**Task goal:**
Work through the records that follow and return each line containing the word "submit".

---*---

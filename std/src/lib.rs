// Re-exports
pub use bcpool_core::*;

pub mod config;
pub mod create_pool;
pub mod err;
pub mod form;
pub mod instruction;
pub mod pda;
pub mod status;
pub mod submit;
pub mod tx;
pub mod update;
pub mod view;

pub use config::{PoolCreatorConfig, SendOpts};
pub use create_pool::{create_pool_ixs, CreatePoolAddrs, CreatePoolIxArgs, Vault, VaultKind};
pub use form::PoolCreatorForm;
pub use submit::{create_pool, Cluster, CreatePoolReceipt, Wallet};
pub use tx::{compile_message, mint_signed_tx, wire_bytes};

// solana types in this crate's public API
pub use solana_keypair::Keypair;
pub use solana_signature::Signature;
pub use solana_transaction::Transaction;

---*---

**Exercise response:**
pub mod submit;
pub use submit::{create_pool, Cluster, CreatePoolReceipt, Wallet};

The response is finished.